Monday, July 28, 2014

When Technology Makes War Too Easy

As the weapons of war become ubiquitous, as unmanned and automated weapon systems proliferate and as large powers are able to use their rage-filled surrogates to wage their wars with sufficient “deniability,” the notion of an end to human military conflict seems to vaporize. Add sophisticated communication systems – we call them smart phones with the ability to aggregate masses (we call that “social media”) – it doesn’t take much to turn an angry rebel into a well-equipped soldier or to aggregate those angry combatants, often with no hope and nothing left to lose, into a treacherous army.
Look what happens when minimally-trained insurgents with limited access to the kind of intel network they really need to deploy tactical weapons properly, gets handed a truck mounted, radar guided surface-to-air-missile system (the Russian Buk aka the SA-11 missile) that can deploy against targets well over 30,000 feet, the increasingly probable scenario in eastern Ukraine. Boom! Malaysia Air Flight 17 is no more. They saw a fat aircraft but had no way of differentiating whether the plane was civilian or military. So someone pulled the trigger. And with reasonably well-documented reports, Russia is supplying even more Buk missile systems and heavier artillery to the rebels, while denying any direct involvement. Go, surrogates, go!
Russian has its “separatists.” Iran has Hezbollah, and the United States has a pretty horrific track record of supplying covert armies or brutal dictators with sophisticated weapons when they play by our policy directives. That some of the participants (controllers) in the surrogate wars have veto power at the United Nations Security Council often renders a meaningful international response to surrogate brutality practically impossible.

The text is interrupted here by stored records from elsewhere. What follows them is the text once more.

//! Rules engine, game session and minimax AI for a 3D chess game.
//!
//! The presentation layer lives elsewhere; this crate is the part that
//! knows chess.

pub mod ai;
pub mod config;
pub mod engine;
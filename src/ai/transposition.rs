//! Transposition cache for the minimax search.
//!
//! Entries are keyed by (position fingerprint, remaining depth, maximizing
//! flag) and carry a bound flag. Alpha-beta returns exact values only inside
//! the window it was given; outside it the value is a bound, and a later
//! probe may only use it when that bound already decides its own window.

use std::collections::HashMap;

/// What a stored score means relative to the true minimax value.
#[derive(Clone, Copy, Debug, PartialEq, Eq)]
pub enum TTFlag {
    /// The score is the minimax value.
    Exact,
    /// The true value is at least the score (search failed high).
    LowerBound,
    /// The true value is at most the score (search failed low).
    UpperBound,
}

/// Cache key.
#[derive(Clone, Copy, Debug, PartialEq, Eq, Hash)]
pub struct TTKey {
    pub hash: u64,
    pub depth: u32,
    pub maximizing: bool,
}

#[derive(Clone, Copy, Debug, PartialEq)]
pub struct TTEntry {
    pub score: f64,
    pub flag: TTFlag,
}

impl TTEntry {
    /// Classify `score` against the window the node was searched with.
    pub fn new(score: f64, alpha: f64, beta: f64) -> Self {
        let flag = if score <= alpha {
            TTFlag::UpperBound
        } else if score >= beta {
            TTFlag::LowerBound
        } else {
            TTFlag::Exact
        };
        TTEntry { score, flag }
    }

    /// The stored score, if it settles a node searched with `(alpha, beta)`.
    pub fn usable(&self, alpha: f64, beta: f64) -> Option<f64> {
        match self.flag {
            TTFlag::Exact => Some(self.score),
            TTFlag::LowerBound if self.score >= beta => Some(self.score),
            TTFlag::UpperBound if self.score <= alpha => Some(self.score),
            _ => None,
        }
    }
}

/// Position cache owned by one AI instance. Cleared before every top-level
/// search.
#[derive(Debug, Default)]
pub struct TranspositionTable {
    entries: HashMap<TTKey, TTEntry>,
}

impl TranspositionTable {
    pub fn new() -> Self {
        Self::default()
    }

    /// Look up a score usable inside `(alpha, beta)`.
    pub fn probe(&self, key: &TTKey, alpha: f64, beta: f64) -> Option<f64> {
        self.entries.get(key)?.usable(alpha, beta)
    }

    pub fn store(&mut self, key: TTKey, entry: TTEntry) {
        self.entries.insert(key, entry);
    }

    pub fn get(&self, key: &TTKey) -> Option<&TTEntry> {
        self.entries.get(key)
    }

    pub fn len(&self) -> usize {
        self.entries.len()
    }

    pub fn is_empty(&self) -> bool {
        self.entries.is_empty()
    }

    pub fn clear(&mut self) {
        self.entries.clear();
    }
}

#[cfg(test)]
mod tests {
    use super::*;

    fn key(hash: u64) -> TTKey {
        TTKey {
            hash,
            depth: 2,
            maximizing: true,
        }
    }

    #[test]
    fn flags_follow_the_window() {
        assert_eq!(TTEntry::new(5.0, 0.0, 10.0).flag, TTFlag::Exact);
        assert_eq!(TTEntry::new(0.0, 0.0, 10.0).flag, TTFlag::UpperBound);
        assert_eq!(TTEntry::new(12.0, 0.0, 10.0).flag, TTFlag::LowerBound);
        let full = TTEntry::new(1e9, f64::NEG_INFINITY, f64::INFINITY);
        assert_eq!(full.flag, TTFlag::Exact);
    }

    #[test]
    fn exact_entries_always_hit() {
        let mut tt = TranspositionTable::new();
        tt.store(key(1), TTEntry::new(5.0, 0.0, 10.0));
        assert_eq!(tt.probe(&key(1), -100.0, 100.0), Some(5.0));
        assert_eq!(tt.probe(&key(2), -100.0, 100.0), None);
    }

    #[test]
    fn bounds_hit_only_when_decisive() {
        let mut tt = TranspositionTable::new();
        tt.store(key(1), TTEntry::new(12.0, 0.0, 10.0)); // >= 12
        assert_eq!(tt.probe(&key(1), 0.0, 11.0), Some(12.0));
        assert_eq!(tt.probe(&key(1), 0.0, 20.0), None);

        tt.store(key(2), TTEntry::new(-3.0, 0.0, 10.0)); // <= -3
        assert_eq!(tt.probe(&key(2), -1.0, 5.0), Some(-3.0));
        assert_eq!(tt.probe(&key(2), -10.0, 5.0), None);
    }

    #[test]
    fn key_includes_depth_and_side() {
        let mut tt = TranspositionTable::new();
        tt.store(key(1), TTEntry::new(5.0, 0.0, 10.0));
        let deeper = TTKey { depth: 3, ..key(1) };
        let minimizing = TTKey {
            maximizing: false,
            ..key(1)
        };
        assert!(tt.get(&deeper).is_none());
        assert!(tt.get(&minimizing).is_none());
        assert_eq!(tt.len(), 1);
        tt.clear();
        assert!(tt.is_empty());
    }
}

Aside from the ability to launch a region-destroying nuclear missile with lots of warheads or the ability to kill hundreds in one explosion of a chemical weapon, there is the very dehumanizing impact of drone strikes (deployed as if they were video games by distant operatives with no risk to themselves) or smart bombs or even fully automated weapon systems that determine their own targets from an internal imaging reference system that prioritizes various categories (we have cruise missiles with this capability). It’s too easy to kill people without serious risk to the attacking force.
Thus, we can wage war where the only possible casualties from such weapons are “the other guy.” The other guy will almost always get pissed (the ones that survive, that is), and since we are trying to insulate ourselves from nasty bloody consequences to ourselves, the other guy figures out that “all’s fair in love and war.” Antiseptic warfare often justifies a response of “whatever I have to do to kill my enemy” since I can’t afford such weapons (until they can!). Thus, rationale and justifications rise, terrorists feel vindicated, surrogates are satisfied, and the wars to end all wars (WWI and WWII) seem philosophically laughable. And little guys everywhere hunger for better weapons from those ready to supply them.

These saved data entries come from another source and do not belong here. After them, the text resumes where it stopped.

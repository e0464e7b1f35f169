//! Zobrist keys for position fingerprints.
//!
//! Each aspect of a position (piece on square, side to move, castling rights,
//! en passant file) gets a random 64-bit key. The fingerprint is the XOR of
//! all applicable keys; the search uses it to key its transposition cache and
//! to spot repetitions along the current line.

use std::sync::OnceLock;

use rand::rngs::StdRng;
use rand::{Rng, SeedableRng};

use crate::engine::types::{Color, PieceType, Square};

/// 16 possible castling-rights bitmasks (0..15).
const CASTLING_KEYS: usize = 16;
/// 8 en-passant files (a..h). Only the file is hashed.
const EP_KEYS: usize = 8;
/// Fixed seed so fingerprints are identical across runs.
const SEED: u64 = 0x3243_F6A8_885A_308D;

/// Pre-computed Zobrist random keys (generated once via `OnceLock`).
pub struct ZobristKeys {
    /// piece\[color\]\[piece_type\]\[square\]
    pub piece: [[[u64; 64]; PieceType::COUNT]; 2],
    /// XOR this when it is Black's turn to move.
    pub side_to_move: u64,
    pub castling: [u64; CASTLING_KEYS],
    pub en_passant: [u64; EP_KEYS],
}

static ZOBRIST: OnceLock<ZobristKeys> = OnceLock::new();

/// Get a reference to the global Zobrist keys.
pub fn keys() -> &'static ZobristKeys {
    ZOBRIST.get_or_init(ZobristKeys::init)
}

impl ZobristKeys {
    fn init() -> Self {
        let mut rng = StdRng::seed_from_u64(SEED);

        let mut piece = [[[0u64; 64]; PieceType::COUNT]; 2];
        for color in &mut piece {
            for pt in color {
                for sq in pt {
                    *sq = rng.r#gen();
                }
            }
        }

        let side_to_move = rng.r#gen();

        let mut castling = [0u64; CASTLING_KEYS];
        // Key 0 stays zero: no rights, nothing to fold in.
        for key in castling.iter_mut().skip(1) {
            *key = rng.r#gen();
        }

        let mut en_passant = [0u64; EP_KEYS];
        for key in &mut en_passant {
            *key = rng.r#gen();
        }

        ZobristKeys {
            piece,
            side_to_move,
            castling,
            en_passant,
        }
    }

    #[inline]
    pub fn piece_key(&self, color: Color, piece: PieceType, sq: Square) -> u64 {
        self.piece[color.index()][piece.index()][sq.index()]
    }

    #[inline]
    pub fn ep_key(&self, file: u8) -> u64 {
        self.en_passant[file as usize]
    }

    #[inline]
    pub fn castling_key(&self, rights: u8) -> u64 {
        self.castling[rights as usize]
    }
}

// ---------------------------------------------------------------------------
// Tests
// ---------------------------------------------------------------------------
//! The trigger endpoint.
//!
//! `POST /trigger/{id}` wakes a project cycle with the
//! already-attempted-version check disabled. The response returns as
//! soon as the cycle is queued; if a cycle is already running, the
//! forced one starts once it finishes.

use std::sync::Arc;

use axum::body::Bytes;
use axum::extract::{Path, State};
use axum::http::HeaderMap;
use axum::response::Response;
use serde::Deserialize;
use tracing::debug;

use crate::api::error::{ApiError, ApiResult};
use crate::api::jsend;
use crate::registry::Registry;

const SECRET_HEADER: &str = "x-trigger-secret";

#[derive(Debug, Default, Deserialize)]
struct TriggerRequest {
    #[serde(default)]
    secret: String,
}

pub async fn trigger(
    State(registry): State<Arc<Registry>>,
    Path(id): Path<String>,
    headers: HeaderMap,
    body: Bytes,
) -> ApiResult<Response> {
    let project = registry.get(&id).ok_or(ApiError::NotFound)?;

    let request: TriggerRequest = if body.is_empty() {
        TriggerRequest::default()
    } else {
        serde_json::from_slice(&body).map_err(|err| {
            ApiError::BadRequest(format!(
                "We had trouble parsing your input, please check your input and try again: {}",
                err
            ))
        })?
    };

    let secret = project.trigger_secret();
    if !secret.is_empty() {
        let provided = if !request.secret.is_empty() {
            request.secret
        } else {
            headers
                .get(SECRET_HEADER)
                .and_then(|value| value.to_str().ok())
                .unwrap_or_default()
                .to_string()
        };

        if provided != secret {
            return Err(ApiError::BadRequest("Invalid trigger secret".to_string()));
        }
    }

    debug!("triggering a forced build for project {}", id);
    project.spawn_cycle(true);

    Ok(jsend::success(&format!("build triggered for project {}", id)))
}
//! Log endpoints.
//!
//! - `GET /log` — every project, as a summary projection
//! - `GET /log/{id}` — versions seen for a project
//! - `GET /log/{id}/{version}` — all log entries for a version
//! - `GET /log/{id}/{version}/{stage}` — a single stage's log entry

use std::sync::Arc;

use axum::extract::{Path, State};
use axum::response::Response;

use crate::api::error::{ApiError, ApiResult};
use crate::api::jsend;
use crate::registry::Registry;

pub async fn list_projects(State(registry): State<Arc<Registry>>) -> ApiResult<Response> {
    let list = registry.web_list()?;
    Ok(jsend::success(&list))
}

pub async fn project_versions(
    State(registry): State<Arc<Registry>>,
    Path(id): Path<String>,
) -> ApiResult<Response> {
    let project = registry.get(&id).ok_or(ApiError::NotFound)?;
    Ok(jsend::success(&project.versions()?))
}

pub async fn version_log(
    State(registry): State<Arc<Registry>>,
    Path((id, version)): Path<(String, String)>,
) -> ApiResult<Response> {
    let project = registry.get(&id).ok_or(ApiError::NotFound)?;
    Ok(jsend::success(&project.version_log(&version)?))
}

pub async fn stage_log(
    State(registry): State<Arc<Registry>>,
    Path((id, version, stage)): Path<(String, String, String)>,
) -> ApiResult<Response> {
    let project = registry.get(&id).ok_or(ApiError::NotFound)?;
    Ok(jsend::success(&project.stage_log(&version, &stage)?))
}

We seem to be falling into that lowest common denominator – one that makes humans just one more animal – where nature has to control over-population of one species over the others by whatever means she can. And since man has no superior predators… we implement nature’s needs by turning on ourselves. It’s hard to think that way, but perhaps there is no other explanation. Morals, ethics, and religious proscriptions against killing seem to have so many deemed exceptions as to be morally vacuous, almost meaningless. Just look at our own “stand your ground” and “open carry” guns that laws exist in our own nation, most powerful in our Bible belt, making it so much easier to kill people within one of these “exceptions.” Still, we are constantly searching for better ways to kill, particularly when we can insulate ourselves from the pain.
In the latest litany of making war easy comes the latest technology (relatively inexpensive). As Google explores driverless cars to ease domestic traffic congestion, DARPA is funding Oshkosh Defense, a company that turns military trucks into driverless vehicles. It’s a retrofit that does not require a new generation of trucks to be built. “The company has introduced the TerraMax conversion kit, which turns ordinary trucks and minesweepers into what the company calls unmanned ground vehicles. Marketed as the thing to buy ‘when you’d never send anyone,’ the retrofitting systems are designed to have unmanned vehicles travel in tandem convoys with troops in IED-filled territory. In essence, the unmanned vehicles are designed to either detect bombs or take the brunt of an explosion…
“‘It's not a box that you plug in 15 minutes,’ says John Beck, Oshkosh’s chief unmanned systems engineer, ‘but an architecture that uses communication to get precise control over steering and braking.’ The system also ensures a steady stream of diagnostic data, the ability to black out ‘no-go’ zones using GPS, and a combination of radar and lidar [laser-assisted]. ‘So vehicles can understand environments. If there’s a hole, ditch, or a cliff, it can understands trees, and big rocks, and things they shouldn’t be flying over.’” FastCompany.com, July 25th. It’s not this particular technology that is disturbing; it is this desire to be able to kill easily with little or no risk to your own military personnel. Wouldn’t it just be easier to let the underlying “command and control” computers battle it out in cyberspace and just tell us who won?
I’m Peter Dekom, and in a world of escalating “defense” technologies, it’s just getting too easy to kill.